▸ Problem statement
Lines in which "info" appears should be pulled from the data below.

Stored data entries
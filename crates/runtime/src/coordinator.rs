//! High-level turn coordinator.
//!
//! The coordinator owns the session, wires up the event bus, spawns the pacing
//! workers and exposes a builder-based API for host drivers.

use std::sync::Arc;

use tokio::sync::{Mutex, MutexGuard, broadcast};
use tokio::task::JoinHandle;
use tracing::{debug, info, warn};

use game_core::{SessionState, TurnConfig, TurnEngine, TurnPhase, day_banner, starvation_banner};

use crate::api::{
    Actor, ActorRegistry, CollaboratorKind, LevelBuilder, Presenter, Result, RuntimeError,
};
use crate::events::{Event, EventBus, LevelEvent, SessionEvent, Topic, TurnEvent};
use crate::session::{SessionCell, SessionGuard, SharedSession};
use crate::workers::{EnemyPassWorker, LevelIntroWorker};

/// Runtime configuration shared across the coordinator and workers.
#[derive(Debug, Clone)]
pub struct RuntimeConfig {
    pub turn: TurnConfig,
    pub event_buffer_size: usize,
}

impl Default for RuntimeConfig {
    fn default() -> Self {
        Self {
            turn: TurnConfig::default(),
            event_buffer_size: 100,
        }
    }
}

/// Authoritative owner of the turn session.
///
/// Design: the host driver owns exactly one coordinator and calls
/// [`tick`](Self::tick) once per frame. The enemy pass and the level intro run
/// as background tasks that share the session lock with the coordinator.
pub struct TurnCoordinator {
    config: RuntimeConfig,
    shared: SharedSession,
    level_builder: Arc<dyn LevelBuilder>,
    presenter: Arc<dyn Presenter>,
    event_bus: EventBus,

    // Background workers
    pass_worker: Option<JoinHandle<()>>,
    intro_worker: Option<JoinHandle<()>>,

    _guard: SessionGuard,
}

impl TurnCoordinator {
    /// Create a new coordinator builder
    pub fn builder() -> TurnCoordinatorBuilder {
        TurnCoordinatorBuilder::new()
    }

    async fn cell(&self) -> MutexGuard<'_, SessionCell> {
        self.shared.lock().await
    }

    /// Start the next level.
    ///
    /// Clears the registered actors, shows the "Day N" banner, lets the level
    /// builder populate the level and arms the intro timer that ends setup
    /// after `level_start_delay`. Returns the new level number.
    pub async fn begin_level(&mut self) -> Result<u32> {
        let shared = Arc::clone(&self.shared);
        let mut cell = shared.lock().await;

        let level = TurnEngine::new(&mut cell.state)
            .begin_level()
            .inspect_err(|e| warn!("Level transition rejected: {}", e))?;
        cell.actors.clear();
        info!(day = level, "Level setup started");

        self.arm_intro(level);

        self.presenter
            .show_banner(&day_banner(level))
            .map_err(|source| RuntimeError::Presenter { source })?;

        self.level_builder
            .setup_scene(level, &mut ActorRegistry::new(&mut cell.actors))
            .map_err(|source| RuntimeError::LevelBuilder { level, source })?;

        let actor_count = cell.actors.len();
        debug!(day = level, actor_count, "Level populated");
        self.event_bus
            .publish(Event::Level(LevelEvent::Started { level, actor_count }));

        Ok(level)
    }

    fn arm_intro(&mut self, level: u32) {
        if let Some(previous) = self.intro_worker.take() {
            previous.abort();
        }

        let worker = LevelIntroWorker::new(
            Arc::clone(&self.shared),
            Arc::clone(&self.presenter),
            self.event_bus.clone(),
            level,
            self.config.turn.level_start_delay,
        );
        self.intro_worker = Some(tokio::spawn(worker.run()));
    }

    /// Register an actor on the current level.
    ///
    /// Actors move in registration order. Rejected once the game is over.
    pub async fn register_actor(&self, actor: impl Actor + 'static) -> Result<()> {
        let mut cell = self.cell().await;
        TurnEngine::new(&mut cell.state).admit_actor()?;
        cell.actors.push(Box::new(actor));
        debug!(actor_count = cell.actors.len(), "Actor registered");
        Ok(())
    }

    /// Scheduling heartbeat, called once per host cycle.
    ///
    /// Does nothing once the game is over. Otherwise returns a collaborator
    /// failure raised by a background worker since the previous tick, if any,
    /// or starts the enemy pass when the player has ended their turn and
    /// neither setup nor a previous pass is running.
    pub async fn tick(&mut self) -> Result<()> {
        let mut cell = self.cell().await;
        if cell.state.is_game_over() {
            return Ok(());
        }
        if let Some(fault) = cell.fault.take() {
            return Err(fault);
        }

        if !TurnEngine::new(&mut cell.state).start_enemy_pass()? {
            return Ok(());
        }

        let level = cell.state.level();
        let actor_count = cell.actors.len();
        drop(cell);

        info!(day = level, actor_count, "Enemy turn");
        self.event_bus
            .publish(Event::Turn(TurnEvent::EnemyTurnStarted { level, actor_count }));

        let worker = EnemyPassWorker::new(
            Arc::clone(&self.shared),
            self.event_bus.clone(),
            self.config.turn.turn_delay,
            level,
        );
        self.pass_worker = Some(tokio::spawn(worker.run()));
        Ok(())
    }

    /// Hand the turn to the enemies; the next tick starts their pass.
    pub async fn end_player_turn(&self) -> Result<()> {
        let mut cell = self.cell().await;
        TurnEngine::new(&mut cell.state).end_player_turn()?;
        debug!(day = cell.state.level(), "Player ended turn");
        Ok(())
    }

    /// Enter the terminal state and show the starvation banner.
    ///
    /// A pass in flight is stopped where it is and an unreported worker fault
    /// is discarded. Calling this again is a no-op.
    pub async fn declare_game_over(&mut self) -> Result<()> {
        let mut cell = self.shared.lock().await;
        if cell.state.is_game_over() {
            debug!("Game over already declared");
            return Ok(());
        }

        let level = cell.state.level();
        let shown = self.presenter.show_banner(&starvation_banner(level));
        TurnEngine::new(&mut cell.state).declare_game_over();
        if let Some(fault) = cell.fault.take() {
            warn!(day = level, "Discarding unreported fault at game over: {}", fault);
        }

        for worker in [self.pass_worker.take(), self.intro_worker.take()]
            .into_iter()
            .flatten()
        {
            worker.abort();
        }

        let player_resource = cell.state.player_resource();
        info!(day = level, player_resource, "Game over");
        self.event_bus.publish(Event::Session(SessionEvent::GameOver {
            level,
            player_resource,
        }));

        shown.map_err(|source| RuntimeError::Presenter { source })
    }

    /// Store the player's resource total so it carries across levels.
    pub async fn set_player_resource(&self, amount: i32) -> Result<()> {
        let mut cell = self.cell().await;
        TurnEngine::new(&mut cell.state).set_player_resource(amount)?;
        Ok(())
    }

    pub async fn level(&self) -> u32 {
        self.cell().await.state.level()
    }

    pub async fn player_resource(&self) -> i32 {
        self.cell().await.state.player_resource()
    }

    pub async fn is_game_over(&self) -> bool {
        self.cell().await.state.is_game_over()
    }

    pub async fn phase(&self) -> TurnPhase {
        self.cell().await.state.phase()
    }

    /// Number of actors registered on the current level.
    pub async fn actor_count(&self) -> usize {
        self.cell().await.actors.len()
    }

    /// Query the current session state (read-only snapshot)
    pub async fn snapshot(&self) -> SessionState {
        self.cell().await.state.clone()
    }

    /// Subscribe to events from a specific topic
    pub fn subscribe(&self, topic: Topic) -> broadcast::Receiver<Event> {
        self.event_bus.subscribe(topic)
    }

    /// Stop background workers and release the session.
    pub async fn shutdown(mut self) -> Result<()> {
        for worker in [self.pass_worker.take(), self.intro_worker.take()]
            .into_iter()
            .flatten()
        {
            worker.abort();
            match worker.await {
                Ok(()) => {}
                Err(e) if e.is_cancelled() => {}
                Err(e) => return Err(RuntimeError::WorkerJoin(e)),
            }
        }

        info!("Turn coordinator shut down");
        Ok(())
    }
}

impl Drop for TurnCoordinator {
    fn drop(&mut self) {
        for worker in [self.pass_worker.take(), self.intro_worker.take()]
            .into_iter()
            .flatten()
        {
            worker.abort();
        }
    }
}

/// Builder for [`TurnCoordinator`].
pub struct TurnCoordinatorBuilder {
    config: RuntimeConfig,
    level_builder: Option<Arc<dyn LevelBuilder>>,
    presenter: Option<Arc<dyn Presenter>>,
}

impl TurnCoordinatorBuilder {
    fn new() -> Self {
        Self {
            config: RuntimeConfig::default(),
            level_builder: None,
            presenter: None,
        }
    }

    /// Override runtime configuration
    pub fn config(mut self, config: RuntimeConfig) -> Self {
        self.config = config;
        self
    }

    /// Override turn pacing only
    pub fn turn_config(mut self, turn: TurnConfig) -> Self {
        self.config.turn = turn;
        self
    }

    /// Set required level builder. The host may keep its own handle.
    pub fn level_builder(mut self, builder: Arc<dyn LevelBuilder>) -> Self {
        self.level_builder = Some(builder);
        self
    }

    /// Set required presenter. The host may keep its own handle.
    pub fn presenter(mut self, presenter: Arc<dyn Presenter>) -> Self {
        self.presenter = Some(presenter);
        self
    }

    /// Build the coordinator and take the process-wide session.
    ///
    /// Fails with [`game_core::TurnError::AlreadyInitialized`] if another
    /// coordinator is still alive.
    pub fn build(self) -> Result<TurnCoordinator> {
        let level_builder = self
            .level_builder
            .ok_or(RuntimeError::CollaboratorNotSet {
                kind: CollaboratorKind::LevelBuilder,
            })?;
        let presenter = self.presenter.ok_or(RuntimeError::CollaboratorNotSet {
            kind: CollaboratorKind::Presenter,
        })?;

        let guard = SessionGuard::acquire().inspect_err(|e| warn!("{}", e))?;

        let state = SessionState::new(&self.config.turn);
        info!(
            "TurnCoordinator initialized: level_start_delay={:?}, turn_delay={:?}, resource={}",
            self.config.turn.level_start_delay,
            self.config.turn.turn_delay,
            state.player_resource()
        );

        Ok(TurnCoordinator {
            event_bus: EventBus::with_capacity(self.config.event_buffer_size),
            shared: Arc::new(Mutex::new(SessionCell::new(state))),
            level_builder,
            presenter,
            config: self.config,
            pass_worker: None,
            intro_worker: None,
            _guard: guard,
        })
    }
}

▸ Solution
use tracing::{debug, info, warn};
        info!(day = level, "Level setup started");
        info!(day = level, actor_count, "Enemy turn");
        info!(day = level, player_resource, "Game over");
        info!("Turn coordinator shut down");
        info!(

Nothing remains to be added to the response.